PLayer-FL: Principled Layer-wise Personalized Federated Learning

This repository contains the official implementation for the paper "PLayer-FL: A principled approach to personalized layer-wise cross-silo Federated Learning"

PLayer-FL introduces a novel approach to personalize federated learning models by adapting specific layers based on client data characteristics. This codebase provides the implementation for PLayer-FL, several baseline federated learning algorithms, and tools for layer-wise analysis.

Repository Structure

├── code/                         # Main codebase
│   ├── clients.py                # Client-side implementations for all FL algorithms
│   ├── configs.py                # Global configuration and hyperparameters
│   ├── datasets/                 # Dataset processing and creation
│   │   ├── dataset_creator.py    # Script to generate datasets used in the paper
│   │   └── dataset_processing.py # Dataset loading and preprocessing utilities
│   ├── evaluation/               # Evaluation framework
│   │   ├── losses.py             # Custom loss functions
│   │   ├── optimizers.py         # Custom optimizers for specific algorithms
│   │   ├── performance_logging.py # Logging utilities
│   │   ├── pipeline.py           # Experiment execution pipeline
│   │   ├── results_processing.py # Results analysis and visualization
│   │   └── run.py                # Main entry point for running evaluations
│   ├── helper.py                 # Utility functions
│   ├── layer_metrics/            # Tools for analyzing layer-wise behavior
│   │   ├── analytics_clients.py  # Client implementations for metrics
│   │   ├── analytics_pipeline.py # Pipeline for running analytics
│   │   ├── analytics_results_processing.py # Process analytics results
│   │   ├── analytics_run.py      # Entry point for running metrics analysis
│   │   ├── analytics_server.py   # Server for analytics collection
│   │   └── layer_analytics.py    # Core layer analysis metrics
│   ├── models.py                 # Neural network architectures
│   └── servers.py                # Server-side implementations for all FL algorithms
└── results/                      # Directory for experiment results
    ├── analytics/                # Layer metrics results
    ├── evaluation/               # Algorithm evaluation results
    └── lr_tuning/                # Learning rate tuning results

Implemented Algorithms

PLayer-FL includes implementations of various federated learning algorithms:

Local: Local training without federation
FedAvg: Standard Federated Averaging
FedProx: Federated Proximal optimization with regularization
pFedMe: Personalized FL with model optimization
Ditto: Dual-model personalization approach
LocalAdaptation: Fine-tuning after federation
BABU: Body Aggregation, Batch Updating (federated body, local head)
FedLP: Layer-wise probabilistic model aggregation
FedLAMA: Layer-wise adaptive model aggregation
pFedLA: Personalized layer-wise aggregation via hypernetwork
LayerPFL: Our approach with principled layer selection
LayerPFL_random: Random layer subset selection variant

Setup and Installation

1. Dependencies

Python 3.8+ recommended.
Create and activate a virtual environment (e.g., using conda or venv).
Install required packages:
```
pip install -r requirements.txt
```

2. Dataset Setup

The project requires several datasets that need to be downloaded and placed in a data folder.
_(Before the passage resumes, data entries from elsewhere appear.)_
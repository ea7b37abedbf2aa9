//! Collaborative document engine for the docsync server.
//!
//! Documents are CRDTs (via `yrs`) kept in memory while in use, persisted
//! through a debounced write pipeline, and synchronized with clients over
//! the y-sync wire protocol. Multiple processes can share documents
//! through the [`cluster`] bridge.
//!
//! The [`manager::DocumentManager`] is the entry point for every surface.

/// Document cache (name to container, idle eviction)
pub mod cache;

/// Observer hooks and their dispatcher
pub mod callbacks;

/// Cross-process fan-out of document events
pub mod cluster;

/// Per-document container (lazy load, serialized mutation, debounced persist)
pub mod container;

/// Per-operation context (document, client, metadata)
pub mod context;

pub mod debounce;

/// CRDT engine adapter
pub mod engine;

/// Error (common error types)
pub mod error;

/// Service facade over cache, presence and callbacks
pub mod manager;

/// Coalesced, bounded-parallelism document writes
pub mod persistence;

/// Per-document client presence
pub mod presence;

/// Y-sync wire protocol codec
pub mod protocol;

/// Document storage backends
pub mod storage;

pub use callbacks::{CallbackResult, DocumentCallback};
pub use context::DocumentContext;
pub use error::{DocSyncError, Result};
pub use manager::{DocumentManager, DocumentManagerOptions};
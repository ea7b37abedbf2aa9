//! WebSocket client to a cluster relay hub.
//!
//! The relay rebroadcasts every binary frame to all other connected
//! nodes. The connection is re-established forever; while it is down
//! [`PubSubChannel::is_connected`] reports `false` and publishes fail.

use std::sync::Arc;
use std::sync::atomic::{AtomicBool, Ordering};
use std::time::Duration;

use async_trait::async_trait;
use futures::{SinkExt, StreamExt};
use tokio::sync::{broadcast, mpsc};
use tokio::task::JoinHandle;
use tokio_tungstenite::{connect_async, tungstenite::Message};
use tracing::{debug, info, warn};
use url::Url;

use super::channel::PubSubChannel;
use crate::error::{DocSyncError, Result};

const OUTGOING_CAPACITY: usize = 1024;
const INCOMING_CAPACITY: usize = 1024;

pub struct RelayChannel {
    url: Url,
    connected: Arc<AtomicBool>,
    outgoing: mpsc::Sender<Vec<u8>>,
    incoming: broadcast::Sender<Vec<u8>>,
    task: JoinHandle<()>,
}

impl RelayChannel {
    /// Start connecting to `url` (`ws://` or `wss://`).
    ///
    /// Returns immediately; the first connection is made in the background.
    pub fn connect(url: &str, reconnect_delay: Duration) -> Result<Self> {
        let parsed = Url::parse(url).map_err(|_| DocSyncError::InvalidRelayUrl(url.to_string()))?;
        if !matches!(parsed.scheme(), "ws" | "wss") {
            return Err(DocSyncError::InvalidRelayUrl(url.to_string()));
        }

        let connected = Arc::new(AtomicBool::new(false));
        let (outgoing, outgoing_rx) = mpsc::channel(OUTGOING_CAPACITY);
        let (incoming, _) = broadcast::channel(INCOMING_CAPACITY);

        let task = tokio::spawn(run_relay(
            parsed.clone(),
            reconnect_delay,
            Arc::clone(&connected),
            outgoing_rx,
            incoming.clone(),
        ));

        Ok(Self {
            url: parsed,
            connected,
            outgoing,
            incoming,
            task,
        })
    }

    pub fn url(&self) -> &Url {
        &self.url
    }
}

impl Drop for RelayChannel {
    fn drop(&mut self) {
        self.task.abort();
    }
}

#[async_trait]
impl PubSubChannel for RelayChannel {
    fn is_connected(&self) -> bool {
        self.connected.load(Ordering::Acquire)
    }

    async fn publish(&self, payload: Vec<u8>) -> Result<()> {
        if !self.is_connected() {
            return Err(DocSyncError::ChannelUnavailable);
        }
        self.outgoing
            .send(payload)
            .await
            .map_err(|_| DocSyncError::ChannelUnavailable)
    }

    fn subscribe(&self) -> broadcast::Receiver<Vec<u8>> {
        self.incoming.subscribe()
    }
}

async fn run_relay(
    url: Url,
    reconnect_delay: Duration,
    connected: Arc<AtomicBool>,
    mut outgoing: mpsc::Receiver<Vec<u8>>,
    incoming: broadcast::Sender<Vec<u8>>,
) {
    loop {
        match connect_async(url.as_str()).await {
            Ok((ws, _response)) => {
                info!(url = %url, "Connected to cluster relay");
                connected.store(true, Ordering::Release);
                let (mut sink, mut stream) = ws.split();

                loop {
                    tokio::select! {
                        frame = outgoing.recv() => {
                            let Some(frame) = frame else {
                                // Channel dropped; stop for good.
                                connected.store(false, Ordering::Release);
                                return;
                            };
                            if let Err(e) = sink.send(Message::Binary(frame.into())).await {
                                warn!("Cluster relay send failed: {}", e);
                                break;
                            }
                        }
                        msg = stream.next() => {
                            match msg {
                                Some(Ok(Message::Binary(data))) => {
                                    let _ = incoming.send(data.to_vec());
                                }
                                Some(Ok(Message::Ping(data))) => {
                                    if sink.send(Message::Pong(data)).await.is_err() {
                                        break;
                                    }
                                }
                                Some(Ok(Message::Close(_))) | None => break,
                                Some(Ok(_)) => {}
                                Some(Err(e)) => {
                                    warn!("Cluster relay receive failed: {}", e);
                                    break;
                                }
                            }
                        }
                    }
                }

                connected.store(false, Ordering::Release);
                warn!(url = %url, "Disconnected from cluster relay");
            }
            Err(e) => {
                debug!(url = %url, "Cluster relay connect failed: {}", e);
            }
        }

        tokio::time::sleep(reconnect_delay).await;
    }
}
Below are the required datasets and their sources.

Directory Structure

data/
├── FMNIST/       # Fashion-MNIST (downloaded automatically)
├── EMNIST/       # Extended MNIST (downloaded automatically)
├── CIFAR10/      # CIFAR-10 (downloaded automatically)
├── Heart/        # FLamby heart disease data
├── ISIC/         # ISIC skin lesion dataset
├── mimic_iii/    # MIMIC-III clinical notes
└── Sentiment/    # Twitter Sentiment140 dataset

Standard ML Datasets (via PyTorch)

Fashion-MNIST (FMNIST)
- Available through torchvision.datasets
- Will be downloaded automatically during first run
EMNIST
- Available through torchvision.datasets
- Will be downloaded automatically during first run
CIFAR-10
- Available through torchvision.datasets
- Will be downloaded automatically during first run

Federated Learning Datasets (via FLamby)

FED-HEART
- Source: FLamby Heart Disease Dataset
- Installation: Follow FLamby installation instructions
- Directory: data/Heart/
- Required Files:
  - processed.cleveland.data: Cleveland data
  - processed.hungarian.data: Hungarian data
  - processed.switzerland.data: Switzerland data
  - processed.va.data: VA data
FED-ISIC-2019
- Source: FLamby ISIC 2019 Dataset
- Installation: Follow FLamby installation instructions
- Directory: data/ISIC/
- Required Files:
  - ISIC_2019_Training_GroundTruth.csv: Ground truth labels from the ISIC 2019 challenge.
  - ISIC_2019_Training_Metadata_FL.csv: Associated metadata.
  - ISIC_2019_Training_Input_preprocessed/: Folder containing preprocessed JPEG image files.

Healthcare Datasets

MIMIC-III
- Source: PhysioNet MIMIC-III Clinical Database
- Access: Requires credentialed approval via PhysioNet
- Directory: data/mimic_iii/
- Required Files:
  - ADMISSIONS.csv: Admissions table
  - NOTEEVENTS.csv: Clinical notes table
  - DIAGNOSIS_ICD.csv: Diagnosis table
  - ICUSTAYS.csv: Stays table

NLP Datasets

Sentiment140 (Sent-140)
- Source: Kaggle Sentiment140 Dataset
- Directory: data/sentiment140/
- Required File:
  - data/Sentiment/sentiment.zip: .

Access Requirements

MIMIC-III requires PhysioNet credentialed access
Other datasets are publicly available

3. Dataset preprocessing

After downloading the required datasets, run:

bash ./code/datasets/submit_dataset_creation.sh [OPTIONS]

Available Options:

datasets: Comma-separated list of datasets to process (default: isic,sentiment,mimic,benchmark)
process-all: Flag to process all datasets regardless of individual selection
dir: Root directory (defaults to project location)
env-path: Environment activation path
env-name: Environment name
memory: Memory allocation for job (default: 64G)
time: Time allocation for job (default: 48:00:00)
help: Show help message

This script creates a SLURM submission that handles the dataset creation process, with appropriate resource allocations for these computationally intensive tasks.

Running Epxeriments

The codebase supports two main types of experiments: Model Evaluation and Layer Metrics.

Layer Metrics Analysis

This pipeline runs specific algorithms (currently 'local' and 'fedavg' as per analytics_pipeline.py) and collects detailed layer-wise metrics (gradient norms, Hessian-vector products, activation similarity) during the initial and final rounds of training.

Run using the provided SLURM script:

bash ./code/layer_metrics/submit_layer_metrics.sh [OPTIONS]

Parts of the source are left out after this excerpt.